Rennie Chong
Tai Chi
Training Centre
Rennie Chong's
Biography
Sifu Chong was one of the most experienced Taichi masters living in Singapore. He was born in 1939 and had been teaching since he was 19. He began by helping his father to teach and later took over the classes. He was very strict and traditional, passionate and exacting. He introduced students to Taichi gently at first, as one would expect from the stereotypical image of Taichi, and slowly he worked on building up their foundation so that they can perform vigorous martial arts drills and movements. The most serious and diligent of the students were then given advanced martial arts training so that they could level up and challenge themselves to perform difficult and agile poses, and explosive jumps and kicks.
Sifu Chong was more concerned with each individual personal development in Taichi rather than focusing on grading and certification, although the Singapore Sports Council does offer certification through his courses. Certification was given when Master Chong deemed a student as competent to a certain level. He taught in the traditional manner involving martial art drills specific to the Taichi form, the simplified and long form of Yang Taichi, Chen Taichi (the oldest form involving jumps, fast and slow movements), sparring unarmed and armed, acupressure and qigong. He trained students from the very young (seven years and upwards) to those over 70. Classes were usually divided by age groups and ability. His students had won martial arts competitions and had evetually became authors and well-known instructors. Sifu Chong was also a doctor of Traditional Chinese Medicine, an acupuncturist and accupressurist.
Master Chong was born in Indonesia and moved to Singapore after the war in 1946. He was a thin and sickly teenager suffering from tuberculosis, growing up at a time when food was scarce and Singapore was dirty and undeveloped. He lived in the rough gangster-filled neighbourhood of Geylang and this did not make him feel very confident.
His father was a Taichi master, but refused to teach the young Master Chong for fear that he would get into fights and join gangs, but Master Chong was very curious and interested to learn, so he would creep by when he knew his father was teaching, and spy on the class. Then he would go home and hid in the bathroom, read his father’s martial arts manuals on Taichi, and practiced by imitating the movements he had secretly observed and monitor his posture through his bathroom mirror. Slowly but surely, he managed to acquire the knowledge and, in the end, taught himself all 108 movements of Yang Tai Chi.

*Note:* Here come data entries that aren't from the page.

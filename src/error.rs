use std::path::PathBuf;
use thiserror::Error;

/// Failures raised while reading the repository and building the commit graph.
///
/// Every variant is fatal for a run; nothing is retried.
#[derive(Error, Debug)]
pub enum Error {
    /// No `.git` directory exists in the start directory or any of its parents.
    #[error("Not inside a Git repository")]
    NotARepository,

    /// The loose object for a referenced commit is missing.
    #[error("object {hash} not found at {}", path.display())]
    ObjectNotFound { hash: String, path: PathBuf },

    /// The object exists but could not be decompressed or parsed as a commit.
    #[error("corrupt object {hash}: {reason}")]
    CorruptObject { hash: String, reason: String },

    /// A branch head ref could not be read or does not hold a commit hash.
    #[error("malformed ref {name}: {reason}")]
    MalformedRef { name: String, reason: String },

    #[error(transparent)]
    Io(#[from] std::io::Error),
}

pub type Result<T> = std::result::Result<T, Error>;

impl Error {
    pub(crate) fn corrupt(hash: &str, reason: impl Into<String>) -> Self {
        Error::CorruptObject {
            hash: hash.to_string(),
            reason: reason.into(),
        }
    }

    pub(crate) fn malformed_ref(name: &str, reason: impl Into<String>) -> Self {
        Error::MalformedRef {
            name: name.to_string(),
            reason: reason.into(),
        }
    }
}

/// Length of a hex-encoded SHA-1 object id.
pub const HASH_LEN: usize = 40;

/// Check that `hash` is a full 40-character hex object id.
pub fn is_valid_hash(hash: &str) -> bool {
    hash.len() == HASH_LEN && hash.bytes().all(|b| b.is_ascii_hexdigit())
}

#[cfg(test)]
mod tests {
    use super::*;

    #[test]
    fn test_is_valid_hash() {
        assert!(is_valid_hash("abcdef0123456789abcdef0123456789abcdef01"));
        assert!(!is_valid_hash("abcdef"));
        assert!(!is_valid_hash("zzcdef0123456789abcdef0123456789abcdef01"));
        assert!(!is_valid_hash("ref: refs/heads/master"));
    }

    #[test]
    fn test_not_a_repository_message() {
        assert_eq!(Error::NotARepository.to_string(), "Not inside a Git repository");
    }
}
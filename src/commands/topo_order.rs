use anyhow::{Context, Result};
use std::io::{self, Write};
use std::path::Path;
use tracing::info;

use crate::graph::topo::topo_order;
use crate::graph::CommitGraph;
use crate::repository::objects::LooseObjectStore;
use crate::repository::refs::{self, BranchMap};
use crate::repository::Repository;

/// Print every commit reachable from a local branch in topological order.
///
/// The whole listing is rendered before anything is written, so a failure
/// part way through never leaves partial output on stdout.
pub fn execute(start_dir: &Path) -> Result<()> {
    let output = run(start_dir)?;

    let mut stdout = io::stdout().lock();
    stdout.write_all(output.as_bytes())?;
    stdout.flush()?;

    Ok(())
}

pub fn run(start_dir: &Path) -> Result<String> {
    let repo = Repository::discover(start_dir)?;

    let branches = refs::read_branches(repo.heads_dir())
        .with_context(|| format!("failed to read branches in {}", repo.git_dir.display()))?;
    if branches.is_empty() {
        info!("no local branches");
    } else {
        info!(branches = branches.len(), "read branch heads");
    }

    let store = LooseObjectStore::new(repo.objects_dir());
    let graph = CommitGraph::build(&store, &branches.heads())
        .context("failed to build the commit graph")?;

    if graph.is_empty() {
        return Ok(String::new());
    }

    let merges = graph.nodes().filter(|node| node.parents.len() > 1).count();
    info!(commits = graph.len(), merges, "sorting commits");

    let order = topo_order(&graph);
    Ok(render(&graph, &order, &branches))
}

/// Render `order` with branch labels and discontinuity markers.
///
/// Whenever the next commit is not a parent of the current one, the current
/// commit's parents are printed as `<parents>=` followed by a blank line, and
/// the next commit is preceded by `=<children>`.
pub fn render(graph: &CommitGraph, order: &[&str], branches: &BranchMap) -> String {
    let mut out = String::new();
    let mut jumped = false;

    for (i, &commit_hash) in order.iter().enumerate() {
        let node = graph.get(commit_hash);
        let children = node.map(|n| n.sorted_children()).unwrap_or_default();
        let parents = node.map(|n| n.sorted_parents()).unwrap_or_default();

        if jumped {
            jumped = false;
            out.push_str(&format!("={}\n", children.join(" ")));
        }

        out.push_str(commit_hash);
        let names = branches.names_at(commit_hash);
        if !names.is_empty() {
            out.push(' ');
            out.push_str(&names.join(" "));
        }
        out.push('\n');

        if let Some(&next) = order.get(i + 1) {
            if !node.is_some_and(|n| n.has_parent(next)) {
                jumped = true;
                out.push_str(&format!("{}=\n\n", parents.join(" ")));
            }
        }
    }

    out
}
use flate2::read::ZlibDecoder;
use std::collections::HashSet;
use std::fs;
use std::io::{self, Read};
use std::path::{Path, PathBuf};
use std::str;
use tracing::debug;

use crate::error::{is_valid_hash, Error, Result};
use crate::graph::ParentSource;

const PARENT_PREFIX: &[u8] = b"parent ";

/// Read-only view of the loose objects under `.git/objects`.
#[derive(Debug, Clone)]
pub struct LooseObjectStore {
    objects_dir: PathBuf,
}

impl LooseObjectStore {
    pub fn new<P: AsRef<Path>>(objects_dir: P) -> Self {
        Self {
            objects_dir: objects_dir.as_ref().to_path_buf(),
        }
    }

    /// Parent hashes of the commit `object_id`.
    pub fn commit_parents(&self, object_id: &str) -> Result<HashSet<String>> {
        let (object_type, data) = read_object(&self.objects_dir, object_id)?;
        if object_type != "commit" {
            return Err(Error::corrupt(
                object_id,
                format!("expected a commit, found a {}", object_type),
            ));
        }

        let parents = parse_parents(object_id, &data)?;
        debug!(commit = %object_id, parents = parents.len(), "read commit");
        Ok(parents)
    }
}

impl ParentSource for LooseObjectStore {
    fn parents(&self, hash: &str) -> Result<HashSet<String>> {
        self.commit_parents(hash)
    }
}

/// Location of a loose object: `<objects>/<first 2 hex>/<remaining 38 hex>`.
pub fn object_path<P: AsRef<Path>>(objects_dir: P, object_id: &str) -> PathBuf {
    let (dir_name, file_name) = object_id.split_at(2);
    objects_dir.as_ref().join(dir_name).join(file_name)
}

/// Read a raw git object (header + data) from the object store.
fn read_raw_git_object(objects_dir: &Path, object_id: &str) -> Result<Vec<u8>> {
    if !is_valid_hash(object_id) {
        return Err(Error::corrupt(object_id, "not a 40-character hex object id"));
    }

    let object_path = object_path(objects_dir, object_id);
    let compressed = match fs::read(&object_path) {
        Ok(bytes) => bytes,
        Err(e) if e.kind() == io::ErrorKind::NotFound => {
            return Err(Error::ObjectNotFound {
                hash: object_id.to_string(),
                path: object_path,
            })
        }
        Err(e) => return Err(e.into()),
    };

    let mut decoder = ZlibDecoder::new(&compressed[..]);
    let mut decompressed = Vec::new();
    decoder
        .read_to_end(&mut decompressed)
        .map_err(|e| Error::corrupt(object_id, format!("decompression failed: {}", e)))?;
    Ok(decompressed)
}

/// Read an object from the object store and parse its `<type> <size>\0` header.
pub fn read_object<P: AsRef<Path>>(objects_dir: P, object_id: &str) -> Result<(String, Vec<u8>)> {
    let decompressed = read_raw_git_object(objects_dir.as_ref(), object_id)?;

    let null_pos = decompressed
        .iter()
        .position(|&b| b == 0)
        .ok_or_else(|| Error::corrupt(object_id, "no null byte after header"))?;

    let header = str::from_utf8(&decompressed[..null_pos])
        .map_err(|_| Error::corrupt(object_id, "header is not valid UTF-8"))?;
    let (object_type, size) = header
        .split_once(' ')
        .ok_or_else(|| Error::corrupt(object_id, format!("invalid header '{}'", header)))?;
    let size: usize = size
        .parse()
        .map_err(|_| Error::corrupt(object_id, format!("invalid object size '{}'", size)))?;

    let data = decompressed[null_pos + 1..].to_vec();
    if data.len() != size {
        return Err(Error::corrupt(
            object_id,
            format!("header says {} bytes but data is {} bytes", size, data.len()),
        ));
    }

    Ok((object_type.to_string(), data))
}

/// Collect `parent <hash>` lines from a commit's header block.
///
/// Scanning stops at the first blank line, so the commit message is never
/// consulted. Repeated parent lines collapse into a single parent.
pub fn parse_parents(object_id: &str, data: &[u8]) -> Result<HashSet<String>> {
    let mut parents = HashSet::new();

    for line in data.split(|&b| b == b'\n') {
        if line.is_empty() {
            break;
        }

        if let Some(rest) = line.strip_prefix(PARENT_PREFIX) {
            let parent = str::from_utf8(rest)
                .ok()
                .map(str::trim_end)
                .filter(|parent| is_valid_hash(parent))
                .ok_or_else(|| {
                    Error::corrupt(
                        object_id,
                        format!("invalid parent line '{}'", String::from_utf8_lossy(line)),
                    )
                })?;
            parents.insert(parent.to_string());
        }
    }

    Ok(parents)
}
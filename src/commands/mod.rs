pub mod topo_order;
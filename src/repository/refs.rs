use std::collections::HashMap;
use std::fs;
use std::io;
use std::path::Path;
use tracing::debug;
use walkdir::WalkDir;

use crate::error::{is_valid_hash, Error, Result};

/// Local branches grouped by the commit their head ref points at.
///
/// Several branches may share one head. Name lists are kept in discovery
/// order; the accessors sort before handing anything out.
#[derive(Debug, Clone, Default)]
pub struct BranchMap {
    by_head: HashMap<String, Vec<String>>,
}

impl BranchMap {
    pub fn insert(&mut self, head: String, branch_name: String) {
        self.by_head.entry(head).or_default().push(branch_name);
    }

    /// Head commit hashes, ascending.
    pub fn heads(&self) -> Vec<String> {
        let mut heads: Vec<String> = self.by_head.keys().cloned().collect();
        heads.sort();
        heads
    }

    /// Sorted names of the branches whose head is `hash`.
    pub fn names_at(&self, hash: &str) -> Vec<&str> {
        let mut names: Vec<&str> = self
            .by_head
            .get(hash)
            .map(|names| names.iter().map(String::as_str).collect())
            .unwrap_or_default();
        names.sort_unstable();
        names
    }

    pub fn len(&self) -> usize {
        self.by_head.values().map(Vec::len).sum()
    }

    pub fn is_empty(&self) -> bool {
        self.by_head.is_empty()
    }
}

/// Read every branch head under `heads_dir` (normally `.git/refs/heads`).
///
/// Nested directories become `/`-separated branch names, so
/// `refs/heads/feature/x` is the branch `feature/x`. A missing directory
/// means there are no branches.
pub fn read_branches<P: AsRef<Path>>(heads_dir: P) -> Result<BranchMap> {
    let heads_dir = heads_dir.as_ref();
    let mut branches = BranchMap::default();

    if !heads_dir.is_dir() {
        return Ok(branches);
    }

    for entry in WalkDir::new(heads_dir).min_depth(1) {
        let entry = entry.map_err(io::Error::from)?;
        if !entry.file_type().is_file() {
            continue;
        }

        let branch_name = branch_name(heads_dir, entry.path())?;
        let head = read_head(&branch_name, entry.path())?;
        debug!(branch = %branch_name, head = %head, "read branch ref");

        branches.insert(head, branch_name);
    }

    Ok(branches)
}

// Path of a ref file relative to the heads directory, joined with '/'
fn branch_name(heads_dir: &Path, ref_path: &Path) -> Result<String> {
    let relative = ref_path.strip_prefix(heads_dir).map_err(|_| {
        Error::malformed_ref(
            &ref_path.to_string_lossy(),
            "ref file is outside the heads directory",
        )
    })?;

    let parts: Vec<String> = relative
        .components()
        .map(|c| c.as_os_str().to_string_lossy().into_owned())
        .collect();

    Ok(parts.join("/"))
}

fn read_head(branch_name: &str, ref_path: &Path) -> Result<String> {
    let content = fs::read_to_string(ref_path)
        .map_err(|e| Error::malformed_ref(branch_name, e.to_string()))?;
    let head = content.trim();

    if !is_valid_hash(head) {
        return Err(Error::malformed_ref(
            branch_name,
            format!("expected a 40-character commit hash, found '{}'", head),
        ));
    }

    Ok(head.to_string())
}

#[cfg(test)]
mod tests {
    use super::*;
    use tempfile::tempdir;

    const COMMIT_A: &str = "abcdef0123456789abcdef0123456789abcdef01";
    const COMMIT_B: &str = "0123456789abcdef0123456789abcdef01234567";

    fn setup_heads_dir() -> Result<tempfile::TempDir> {
        let temp_dir = tempdir()?;
        fs::create_dir_all(temp_dir.path().join("refs/heads"))?;
        Ok(temp_dir)
    }

    fn write_ref(heads_dir: &Path, name: &str, content: &str) -> Result<()> {
        let path = heads_dir.join(name);
        if let Some(parent) = path.parent() {
            fs::create_dir_all(parent)?;
        }
        fs::write(path, content)?;
        Ok(())
    }

    #[test]
    fn test_read_flat_and_nested_branches() -> Result<()> {
        let temp_dir = setup_heads_dir()?;
        let heads_dir = temp_dir.path().join("refs/heads");

        write_ref(&heads_dir, "master", &format!("{}\n", COMMIT_A))?;
        write_ref(&heads_dir, "feature/x", &format!("{}\n", COMMIT_B))?;
        write_ref(&heads_dir, "feature/deep/y", COMMIT_B)?;

        let branches = read_branches(&heads_dir)?;

        assert_eq!(branches.len(), 3);
        assert_eq!(branches.names_at(COMMIT_A), vec!["master"]);
        assert_eq!(branches.names_at(COMMIT_B), vec!["feature/deep/y", "feature/x"]);

        let mut expected_heads = vec![COMMIT_A.to_string(), COMMIT_B.to_string()];
        expected_heads.sort();
        assert_eq!(branches.heads(), expected_heads);

        Ok(())
    }

    #[test]
    fn test_shared_head_names_are_sorted() -> Result<()> {
        let temp_dir = setup_heads_dir()?;
        let heads_dir = temp_dir.path().join("refs/heads");

        for name in ["zeta", "alpha", "main"] {
            write_ref(&heads_dir, name, &format!("{}\n", COMMIT_A))?;
        }

        let branches = read_branches(&heads_dir)?;
        assert_eq!(branches.heads(), vec![COMMIT_A.to_string()]);
        assert_eq!(branches.names_at(COMMIT_A), vec!["alpha", "main", "zeta"]);
        assert!(branches.names_at(COMMIT_B).is_empty());

        Ok(())
    }

    #[test]
    fn test_missing_heads_dir_is_empty() -> Result<()> {
        let temp_dir = tempdir()?;
        let branches = read_branches(temp_dir.path().join("refs/heads"))?;
        assert!(branches.is_empty());
        assert!(branches.heads().is_empty());
        Ok(())
    }

    #[test]
    fn test_symbolic_ref_is_malformed() -> Result<()> {
        let temp_dir = setup_heads_dir()?;
        let heads_dir = temp_dir.path().join("refs/heads");
        write_ref(&heads_dir, "topic", "ref: refs/heads/master\n")?;

        match read_branches(&heads_dir) {
            Err(Error::MalformedRef { name, .. }) => assert_eq!(name, "topic"),
            other => panic!("expected MalformedRef, got {:?}", other),
        }

        Ok(())
    }

    #[test]
    fn test_empty_ref_is_malformed() -> Result<()> {
        let temp_dir = setup_heads_dir()?;
        let heads_dir = temp_dir.path().join("refs/heads");
        write_ref(&heads_dir, "empty", "")?;

        assert!(matches!(
            read_branches(&heads_dir),
            Err(Error::MalformedRef { .. })
        ));

        Ok(())
    }
}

When he was ready, he showed his father what he had learnt, and when his father demanded to know where he had learnt it, he told his father that he had learnt it from stolen peeks of his father’s classes. From then on, his father took him on as a student and Master Chong gained health and confidence, as developing a strong body helps to fight off illnesses and disease.
Then in 1957 when Tai Chi Master Hwang Shien Xian and Grandmaster Cheng Man Ching came to Singapore to conduct classes at the YMCA, Master Chong’s father took him to join the classes. When he was in secondary school, he would go to Master Hwang’s home in Geylang after classes to be taught for two and a half hours with Master Hwang’s daughter.
In 1983, when the Master Chu Tian Chye (Zhu Tian Cai) from China came to Singapore, Master Chong went for lessons with him. Then in 1992, Master Chong went to Zhengzhou, China, with a group of Chen Tai Chi associates to participate in the Chinese Zhengzhou International Shaolin Wushu Festival, where he received a Certificate of Merit for Exhibition Excellence.
Master Chong and his friends used to travel to China together to look for the best Taichi masters for exchanges and to refine his art. As time brought about changes, Master Chong dedicated his time in looking for good students to train so as to develop the next generation of practitioners. He dedicated himself to teach every sincere practitioners to become Taichi masters, to learn Taichi beyond his own capacity to perform and understand Taichi form and its accompanying philosophy. He believes it was the only way to ensure that Taiji would not become a dying art form. With the wind of change, he observed and predicted that with dwindling interest in the original forms of Taichi form and philosophy in the Far East, future masters would come from the West where there was a growing interest, and willingness to learn and persevere as real martial Taichi is harder to master than the hard forms of martial arts like karate. Taichi is one of those rare art forms where age and experience can only bring improvement. The stereotypical Taichi is merely Taichi for health and is very unexacting in its movements.
Before his passing, Sifu Chong was still fully active and mobile and had a full schedule at the age over 80 (including teaching intensive three week workshops, and the occasional TV interview in Europe). In Singapore where he resided, he gave speeches and demonstrations about Taichi and its benefits, on radio and at the Sports for Life Centre for the Singapore Sports Council. He even corroborated with students on ideas for an instructional video, book, and web site.